What do you guys think about creating a unique constraint on a string column in a database?
Currently, I'm enforcing uniqueness through the stored procedure that inserts rows into the table. E.g.
PROCEDURE addRow( name )
DECLARE r INT;
SELECT COUNT(*) INTO r FROM foo WHERE foo.foo_name = name;
IF r = 0 THEN
INSERT INTO foo (foo_name) values(name);
// Not unique throw an error
I'm strongly in favor of the unique constraint, for many reasons.
First and foremost, that makes the database engine aware of your (the data modeler's) expectations of uniqueness, which the engine itself will then enforce. That means that NOTHING will violate that expectation unless it can disable the constraint (such as a DBA with a death wish). No coding error, no renegade code, no accidental fat-fingers will rob you of sleep once you get the constraint in place.
As a side benefit, this means that you no longer need to code the check for uniqueness into every snippet of code that you write... A violation of the uniquenss constraint will be rejected by the database engine and raise an error. You can deal with the error in error handling code instead of data preparation, which makes the code easier for me to read (since I don't need to even know that the code for handling uniqueness exists until the constraint is violated).
Let's see... You get better performance, cleaner code, and more sleep. Who doesnt' want that ?!?!
Try adding the constraint and seeing if you can measure a difference. Given enough data, you might be able to measure some difference.
Keep in mind that by adding the UNIQUE constraint, SQL Server actually implements a unique index on the column, and that often improves performance of many retrieval operations far more than it slows changes (INSERT, UPDATE, and DELETE) operations.
If your DB is only for selects then you should consider searching for settings, developments, configurations, etc, that you can make to read-only databases that can significantly boost the database performance.
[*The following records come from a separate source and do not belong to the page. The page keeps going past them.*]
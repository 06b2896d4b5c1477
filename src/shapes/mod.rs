//! Primitives the hierarchies are built over, and the extraction of those primitives from
//! raw vertex and index buffers.

mod geometry;
mod triangle;

pub use self::geometry::*;
pub use self::triangle::*;
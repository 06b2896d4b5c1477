//! Meshes, instances and the [`Scene`] that ties them together under a top-level tree.

use log::debug;

use crate::aabb::Aabb;
use crate::bvh::{BuildOptions, Bvh, BvhNode, Hit, TraversalStack};
use crate::error::BvhError;
use crate::ray::Ray;
use crate::shapes::{Geometry, Triangle};
use crate::{Matrix4, Point3};

/// Triangles of one mesh together with their bottom-level tree. Meshes are immutable once
/// added to a [`Scene`] and may be referenced by any number of instances.
#[derive(Debug, Clone, PartialEq, Default)]
pub struct Mesh {
    /// Triangles in object space.
    pub triangles: Vec<Triangle>,
    /// The tree over `triangles`.
    pub bvh: Bvh,
}

impl Mesh {
    /// Builds the bottom-level tree over `geometry`.
    pub fn new(geometry: Geometry, options: &BuildOptions) -> Result<Mesh, BvhError> {
        let bvh = Bvh::build(&geometry.aabbs, &geometry.centers, options)?;
        Ok(Mesh {
            triangles: geometry.triangles,
            bvh,
        })
    }

    /// Extracts triangles from an indexed vertex buffer and builds their tree.
    pub fn from_indexed(
        positions: &[Point3],
        indices: &[u32],
        options: &BuildOptions,
    ) -> Result<Mesh, BvhError> {
        Mesh::new(Geometry::from_indexed(positions, indices)?, options)
    }

    /// Object space box of the whole mesh.
    pub fn aabb(&self) -> Aabb {
        self.bvh.root_aabb()
    }

    /// Closest hit of an object space ray.
    pub fn intersect(&self, ray: &mut Ray) -> Hit {
        self.bvh.intersect_ordered(ray, &self.triangles)
    }
}

/// A placement of a [`Mesh`] in world space.
#[derive(Debug, Copy, Clone, PartialEq)]
pub struct Instance {
    /// Index of the placed mesh in [`Scene::meshes`].
    pub mesh_index: u32,
    object_to_world: Matrix4,
    world_to_object: Matrix4,
}

impl Instance {
    /// Places mesh `mesh_index` with the affine `object_to_world` transform.
    ///
    /// # Errors
    /// [`BvhError::SingularTransform`] if the transform has no finite inverse.
    ///
    /// # Examples
    /// ```
    /// use photon_bvh::tlas::Instance;
    /// use photon_bvh::{BvhError, Matrix4, Vector3};
    ///
    /// let moved = Matrix4::new_translation(&Vector3::new(1.0, 2.0, 3.0));
    /// assert!(Instance::new(0, moved).is_ok());
    /// assert_eq!(Instance::new(0, Matrix4::zeros()), Err(BvhError::SingularTransform));
    /// ```
    pub fn new(mesh_index: u32, object_to_world: Matrix4) -> Result<Instance, BvhError> {
        let world_to_object = object_to_world
            .try_inverse()
            .filter(|inverse| inverse.iter().all(|x| x.is_finite()))
            .ok_or(BvhError::SingularTransform)?;
        Ok(Instance {
            mesh_index,
            object_to_world,
            world_to_object,
        })
    }

    pub fn object_to_world(&self) -> &Matrix4 {
        &self.object_to_world
    }

    pub fn world_to_object(&self) -> &Matrix4 {
        &self.world_to_object
    }

    /// World space box of `mesh` placed by this instance.
    pub fn world_aabb(&self, mesh: &Mesh) -> Aabb {
        mesh.aabb().transform(&self.object_to_world)
    }
}

/// Work left for [`Scene::commit`]. Ordered so that the stronger requirement wins.
#[derive(Debug, Copy, Clone, PartialEq, Eq, PartialOrd, Ord)]
enum Pending {
    Nothing,
    Refit,
    Rebuild,
}

/// A set of meshes placed by instances, with a top-level tree over the instance boxes.
///
/// Edits are recorded and applied by [`Scene::commit`], which must run before the next
/// [`Scene::intersect`]. Instances are referenced by their position in
/// [`Scene::instances`].
///
/// # Examples
/// ```
/// use photon_bvh::bvh::BuildOptions;
/// use photon_bvh::ray::Ray;
/// use photon_bvh::tlas::{Mesh, Scene};
/// use photon_bvh::{Matrix4, Point3, Vector3};
///
/// let positions = [
///     Point3::new(0.0, 0.0, 0.0),
///     Point3::new(1.0, 0.0, 0.0),
///     Point3::new(0.0, 1.0, 0.0),
/// ];
/// let mesh = Mesh::from_indexed(&positions, &[0, 1, 2], &BuildOptions::default()).unwrap();
///
/// let mut scene = Scene::new();
/// let mesh_index = scene.add_mesh(mesh);
/// scene.add_instance(mesh_index, Matrix4::identity()).unwrap();
/// scene
///     .add_instance(mesh_index, Matrix4::new_translation(&Vector3::new(0.0, 0.0, -2.0)))
///     .unwrap();
/// scene.commit().unwrap();
///
/// let mut ray = Ray::new(Point3::new(0.25, 0.25, 1.0), Vector3::new(0.0, 0.0, -1.0));
/// let hit = scene.intersect(&mut ray);
/// assert_eq!(hit.instance_index, 0);
/// assert_eq!(hit.t, 1.0);
/// ```
#[derive(Debug, Clone)]
pub struct Scene {
    meshes: Vec<Mesh>,
    instances: Vec<Instance>,
    instance_aabbs: Vec<Aabb>,
    tlas: Bvh,
    options: BuildOptions,
    pending: Pending,
}

impl Default for Scene {
    fn default() -> Scene {
        Scene::new()
    }
}

impl Scene {
    /// An empty scene whose top level is built with [`BuildOptions::top_level`].
    pub fn new() -> Scene {
        Scene {
            meshes: Vec::new(),
            instances: Vec::new(),
            instance_aabbs: Vec::new(),
            tlas: Bvh::empty(),
            options: BuildOptions::top_level(),
            pending: Pending::Nothing,
        }
    }

    /// An empty scene whose top level is built with `options`.
    pub fn with_options(options: BuildOptions) -> Result<Scene, BvhError> {
        options.validate()?;
        Ok(Scene {
            options,
            ..Scene::new()
        })
    }

    pub fn meshes(&self) -> &[Mesh] {
        &self.meshes
    }

    pub fn instances(&self) -> &[Instance] {
        &self.instances
    }

    /// The top-level tree. Its primitives are the instances.
    pub fn tlas(&self) -> &Bvh {
        &self.tlas
    }

    /// World space boxes of the instances as of the last commit.
    pub fn instance_aabbs(&self) -> &[Aabb] {
        &self.instance_aabbs
    }

    /// Returns true if no edit is waiting for [`Scene::commit`].
    pub fn is_committed(&self) -> bool {
        self.pending == Pending::Nothing
    }

    /// Adds a mesh and returns its index.
    pub fn add_mesh(&mut self, mesh: Mesh) -> u32 {
        self.meshes.push(mesh);
        (self.meshes.len() - 1) as u32
    }

    /// Places mesh `mesh_index` and returns the index of the new instance.
    ///
    /// # Errors
    /// [`BvhError::UnknownMesh`] for a mesh that was not added and
    /// [`BvhError::SingularTransform`] for a transform without inverse.
    pub fn add_instance(
        &mut self,
        mesh_index: u32,
        object_to_world: Matrix4,
    ) -> Result<u32, BvhError> {
        if mesh_index as usize >= self.meshes.len() {
            return Err(BvhError::UnknownMesh {
                mesh_index,
                mesh_count: self.meshes.len(),
            });
        }
        self.instances.push(Instance::new(mesh_index, object_to_world)?);
        self.pending = Pending::Rebuild;
        Ok((self.instances.len() - 1) as u32)
    }

    /// Removes an instance. Instances after it move down by one index.
    pub fn remove_instance(&mut self, instance_index: u32) -> Result<Instance, BvhError> {
        self.check_instance(instance_index)?;
        self.pending = Pending::Rebuild;
        Ok(self.instances.remove(instance_index as usize))
    }

    /// Moves an instance.
    pub fn set_transform(
        &mut self,
        instance_index: u32,
        object_to_world: Matrix4,
    ) -> Result<(), BvhError> {
        self.check_instance(instance_index)?;
        let instance = &mut self.instances[instance_index as usize];
        *instance = Instance::new(instance.mesh_index, object_to_world)?;
        self.pending = self.pending.max(Pending::Refit);
        Ok(())
    }

    fn check_instance(&self, instance_index: u32) -> Result<(), BvhError> {
        if instance_index as usize >= self.instances.len() {
            return Err(BvhError::UnknownInstance {
                instance_index: instance_index as usize,
                instance_count: self.instances.len(),
            });
        }
        Ok(())
    }

    /// Brings the top-level tree up to date. Adding or removing instances rebuilds it,
    /// moving instances only refits its boxes.
    pub fn commit(&mut self) -> Result<(), BvhError> {
        if self.pending == Pending::Nothing {
            return Ok(());
        }

        self.instance_aabbs = self
            .instances
            .iter()
            .map(|instance| instance.world_aabb(&self.meshes[instance.mesh_index as usize]))
            .collect();

        if self.pending == Pending::Rebuild {
            let centers: Vec<Point3> = self.instance_aabbs.iter().map(Aabb::center).collect();
            self.tlas = Bvh::build(&self.instance_aabbs, &centers, &self.options)?;
            debug!(
                "Rebuilt top level over {} instances of {} meshes: {} nodes",
                self.instances.len(),
                self.meshes.len(),
                self.tlas.nodes.len()
            );
        } else {
            self.tlas.refit(&self.instance_aabbs);
            debug!("Refitted top level over {} instances", self.instances.len());
        }

        self.pending = Pending::Nothing;
        Ok(())
    }

    /// Finds the closest hit of a world space `ray` over all instances and leaves
    /// `ray.tmax` at its distance. `Hit::instance_index` names the instance and
    /// `Hit::primitive_index` the triangle within its mesh.
    ///
    /// The top level is walked like [`Bvh::intersect`]. At a leaf the ray is moved into
    /// the object space of each instance and the mesh tree is traversed with the shared
    /// `tmax`, which carries over because ray directions are not normalized.
    pub fn intersect(&self, ray: &mut Ray) -> Hit {
        debug_assert!(self.is_committed(), "Scene::commit must run before traversal");

        let mut hit = Hit::default();
        if self.tlas.is_empty() {
            return hit;
        }

        let mut stack = TraversalStack::<u32>::new();
        stack.push(0);
        while let Some(node_index) = stack.pop() {
            let node = &self.tlas.nodes[node_index as usize];
            if !ray.intersects_aabb(node.aabb()).did_intersect() {
                continue;
            }
            match *node {
                BvhNode::Internal {
                    first_child_index,
                    children_count,
                    ..
                } => {
                    for child in first_child_index..first_child_index + children_count {
                        stack.push(child);
                    }
                }
                BvhNode::Leaf { .. } => {
                    for &instance_index in &self.tlas.primitive_indices[node.primitives()] {
                        self.intersect_instance(instance_index, ray, &mut hit);
                    }
                }
            }
        }
        hit
    }

    fn intersect_instance(&self, instance_index: u32, ray: &mut Ray, hit: &mut Hit) {
        let instance = &self.instances[instance_index as usize];
        let mesh = &self.meshes[instance.mesh_index as usize];
        let mut local = ray.transformed(&instance.world_to_object);
        let mesh_hit = mesh.intersect(&mut local);
        if mesh_hit.is_hit() {
            ray.tmax = local.tmax;
            *hit = Hit {
                instance_index,
                ..mesh_hit
            };
        }
    }
}
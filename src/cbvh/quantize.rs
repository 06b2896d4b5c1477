//! Encoding of a child box relative to its parent box with small unsigned integers.
//!
//! Per axis, the distance of the child's min face from the parent's min face and the
//! distance of the child's max face from the parent's max face are expressed as fractions
//! `r` of the parent extent. Both are mapped from `[-1, 1]` to `[0, 1]` with `(r + 1) / 2`,
//! clamped, and scaled by the largest code of the integer type. A child that shrinks away
//! from a parent face therefore gets a larger code on that face, and both codes stay in
//! `[0, max]` without a sign bit.

use std::fmt::Debug;

use num_traits::{AsPrimitive, PrimInt, Unsigned};

use crate::aabb::Aabb;
use crate::Real;

/// Unsigned integer type used for quantized coordinates.
///
/// The six codes of a node come before its two index words, so a
/// [`CompressedNode<u8>`](crate::cbvh::CompressedNode) takes 16 bytes (with 2 bytes of
/// padding) and a `CompressedNode<u16>` takes 20 bytes.
pub trait Quantum: PrimInt + Unsigned + AsPrimitive<Real> + Default + Debug + bytemuck::Pod {
    /// Converts a float which is already floored and inside `[0, max]`.
    fn from_real(x: Real) -> Self;

    /// Largest code as a float.
    #[inline(always)]
    fn max_code() -> Real {
        Self::max_value().as_()
    }
}

macro_rules! impl_quantum {
    ($($t:ty),*) => {
        $(
            impl Quantum for $t {
                #[inline(always)]
                fn from_real(x: Real) -> $t {
                    x as $t
                }
            }
        )*
    };
}

impl_quantum!(u8, u16);

/// A box stored as six codes relative to the box of the parent node.
#[derive(Debug, Copy, Clone, PartialEq, Eq, Default)]
#[repr(C)]
pub struct QuantizedAabb<Q: Quantum> {
    /// Codes of the min face, measured from the parent's min face.
    pub min: [Q; 3],
    /// Codes of the max face, measured from the parent's max face.
    pub max: [Q; 3],
}

/// `1 / extent` for axes with a usable extent. Flat, empty or unbounded parent axes have
/// no usable extent: the child matches the parent on them.
#[inline(always)]
fn inverse_extent(parent: &Aabb, axis: usize) -> Option<Real> {
    let inverse = 1.0 / (parent.max[axis] - parent.min[axis]);
    (inverse.is_finite() && inverse > 0.0).then_some(inverse)
}

#[inline(always)]
fn encode<Q: Quantum>(relative: Real) -> Q {
    let normalized = ((relative + 1.0) * 0.5).clamp(0.0, 1.0);
    Q::from_real((normalized * Q::max_code()).floor())
}

#[inline(always)]
fn decode<Q: Quantum>(code: Q) -> Real {
    code.as_() * (2.0 / Q::max_code()) - 1.0
}

/// Reconstructs the min and max coordinate of one axis.
#[inline(always)]
fn dequantize_axis<Q: Quantum>(parent: &Aabb, axis: usize, min: Q, max: Q) -> (Real, Real) {
    let extent = parent.max[axis] - parent.min[axis];
    if inverse_extent(parent, axis).is_none() {
        return (parent.min[axis], parent.max[axis]);
    }
    (
        parent.min[axis] + decode(min) * extent,
        parent.max[axis] - decode(max) * extent,
    )
}

/// Quantizes `child` relative to `parent`.
///
/// Codes are rounded towards the parent faces and then corrected until
/// [`dequantize_aabb`] yields a box containing `child`, so the reconstructed box is always
/// conservative. Its faces lie at most one step of `2 * extent / max` outside `child`
/// (see [`quantization_step`]) when `child` lies inside `parent`.
///
/// # Examples
/// ```
/// use photon_bvh::aabb::Aabb;
/// use photon_bvh::cbvh::{dequantize_aabb, quantize_aabb};
/// use photon_bvh::Point3;
///
/// let parent = Aabb::with_bounds(Point3::new(0.0, 0.0, 0.0), Point3::new(10.0, 10.0, 10.0));
/// let child = Aabb::with_bounds(Point3::new(1.0, 2.0, 3.0), Point3::new(4.0, 5.0, 6.0));
///
/// let qaabb = quantize_aabb::<u8>(&parent, &child);
/// let decoded = dequantize_aabb(&parent, &qaabb);
/// assert!(decoded.contains_aabb(&child));
/// assert!((decoded.min.x - child.min.x).abs() <= 20.0 / 255.0);
/// ```
pub fn quantize_aabb<Q: Quantum>(parent: &Aabb, child: &Aabb) -> QuantizedAabb<Q> {
    let mut qaabb = QuantizedAabb::<Q>::default();
    for axis in 0..3 {
        let Some(inverse) = inverse_extent(parent, axis) else {
            continue;
        };
        let mut min = encode::<Q>((child.min[axis] - parent.min[axis]) * inverse);
        let mut max = encode::<Q>((parent.max[axis] - child.max[axis]) * inverse);

        // Floating point error of the decode may put a floored face inside the child.
        loop {
            let (decoded_min, decoded_max) = dequantize_axis(parent, axis, min, max);
            let min_ok = decoded_min <= child.min[axis] || min.is_zero();
            let max_ok = decoded_max >= child.max[axis] || max.is_zero();
            if min_ok && max_ok {
                break;
            }
            if !min_ok {
                min = min - Q::one();
            }
            if !max_ok {
                max = max - Q::one();
            }
        }
        qaabb.min[axis] = min;
        qaabb.max[axis] = max;
    }
    qaabb
}

/// Reconstructs the box encoded by `qaabb` relative to `parent`.
pub fn dequantize_aabb<Q: Quantum>(parent: &Aabb, qaabb: &QuantizedAabb<Q>) -> Aabb {
    let mut aabb = *parent;
    for axis in 0..3 {
        let (min, max) = dequantize_axis(parent, axis, qaabb.min[axis], qaabb.max[axis]);
        aabb.min[axis] = min;
        aabb.max[axis] = max;
    }
    aabb
}

/// Largest distance between a face of a child inside `parent` and the same face of its
/// reconstruction, per axis.
pub fn quantization_step<Q: Quantum>(parent: &Aabb) -> [Real; 3] {
    let size = parent.size();
    [0, 1, 2].map(|axis| 2.0 * size[axis] / Q::max_code())
}

#[cfg(test)]
mod tests {
    use crate::aabb::Aabb;
    use crate::cbvh::{dequantize_aabb, quantization_step, quantize_aabb, Quantum};
    use crate::testbase::{tuple_to_point, tuplevec_small_strategy};
    use crate::Point3;

    use proptest::prelude::*;

    /// Checks that the reconstruction contains `child` and is at most one step (plus float
    /// rounding) larger on every face.
    fn check_round_trip<Q: Quantum>(parent: &Aabb, child: &Aabb) {
        let decoded = dequantize_aabb(parent, &quantize_aabb::<Q>(parent, child));
        let step = quantization_step::<Q>(parent);
        assert!(decoded.contains_aabb(child), "{decoded} does not contain {child}");
        for axis in 0..3 {
            let magnitude = parent.min[axis].abs().max(parent.max[axis].abs());
            let slack = step[axis] * 1.01 + 4.0 * f32::EPSILON * magnitude;
            assert!(child.min[axis] - decoded.min[axis] <= slack);
            assert!(decoded.max[axis] - child.max[axis] <= slack);
        }
    }

    #[test]
    fn test_child_equal_to_parent() {
        let parent = Aabb::with_bounds(Point3::new(-3.0, 0.0, 1.0), Point3::new(5.0, 2.0, 9.0));
        check_round_trip::<u8>(&parent, &parent);
        check_round_trip::<u16>(&parent, &parent);
    }

    #[test]
    fn test_flat_parent_axis_matches_parent() {
        let parent = Aabb::with_bounds(Point3::new(0.0, 0.0, 4.0), Point3::new(1.0, 1.0, 4.0));
        let child = Aabb::with_bounds(Point3::new(0.25, 0.5, 4.0), Point3::new(0.5, 0.75, 4.0));
        let qaabb = quantize_aabb::<u8>(&parent, &child);
        let decoded = dequantize_aabb(&parent, &qaabb);
        assert_eq!(decoded.min.z, 4.0);
        assert_eq!(decoded.max.z, 4.0);
        assert!(decoded.contains_aabb(&child));
    }

    #[test]
    fn test_tighter_child_has_larger_codes() {
        let parent = Aabb::with_bounds(Point3::new(0.0, 0.0, 0.0), Point3::new(1.0, 1.0, 1.0));
        let loose = Aabb::with_bounds(Point3::new(0.1, 0.1, 0.1), Point3::new(0.9, 0.9, 0.9));
        let tight = Aabb::with_bounds(Point3::new(0.4, 0.4, 0.4), Point3::new(0.6, 0.6, 0.6));
        let loose = quantize_aabb::<u8>(&parent, &loose);
        let tight = quantize_aabb::<u8>(&parent, &tight);
        for axis in 0..3 {
            assert!(tight.min[axis] > loose.min[axis]);
            assert!(tight.max[axis] > loose.max[axis]);
        }
    }

    #[test]
    fn test_empty_child_stays_empty() {
        let parent = Aabb::with_bounds(Point3::new(0.0, 0.0, 0.0), Point3::new(1.0, 1.0, 1.0));
        let decoded = dequantize_aabb(&parent, &quantize_aabb::<u16>(&parent, &Aabb::empty()));
        assert!(decoded.is_empty());
    }

    proptest! {
        // A child strictly inside its parent is reconstructed within one quantization step.
        #[test]
        fn test_round_trip_within_one_step(a in tuplevec_small_strategy(),
                                           b in tuplevec_small_strategy(),
                                           f in prop::array::uniform6(0.0f32..1.0)) {
            let parent = Aabb::empty().grow(&tuple_to_point(&a)).grow(&tuple_to_point(&b));
            let lerp = |t: f32, axis: usize| parent.min[axis] + t * (parent.max[axis] - parent.min[axis]);
            let mut child = Aabb::empty();
            child.grow_mut(&Point3::new(lerp(f[0], 0), lerp(f[1], 1), lerp(f[2], 2)));
            child.grow_mut(&Point3::new(lerp(f[3], 0), lerp(f[4], 1), lerp(f[5], 2)));
            let child = Aabb::with_bounds(
                child.min.coords.sup(&parent.min.coords).into(),
                child.max.coords.inf(&parent.max.coords).into(),
            );

            check_round_trip::<u8>(&parent, &child);
            check_round_trip::<u16>(&parent, &child);
        }
    }
}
I would strongly recommend using DRI (Declarative Referential Integrity) instead of creating the unique index. DRI will create the unique index for you, but it also does many other things now (at least for any software that checks for DRI), and will do even more for you later. You also get the side benefit from the fact that DRI is portable between different SQL database engines, while the CREATE INDEX statement usually isn't portable.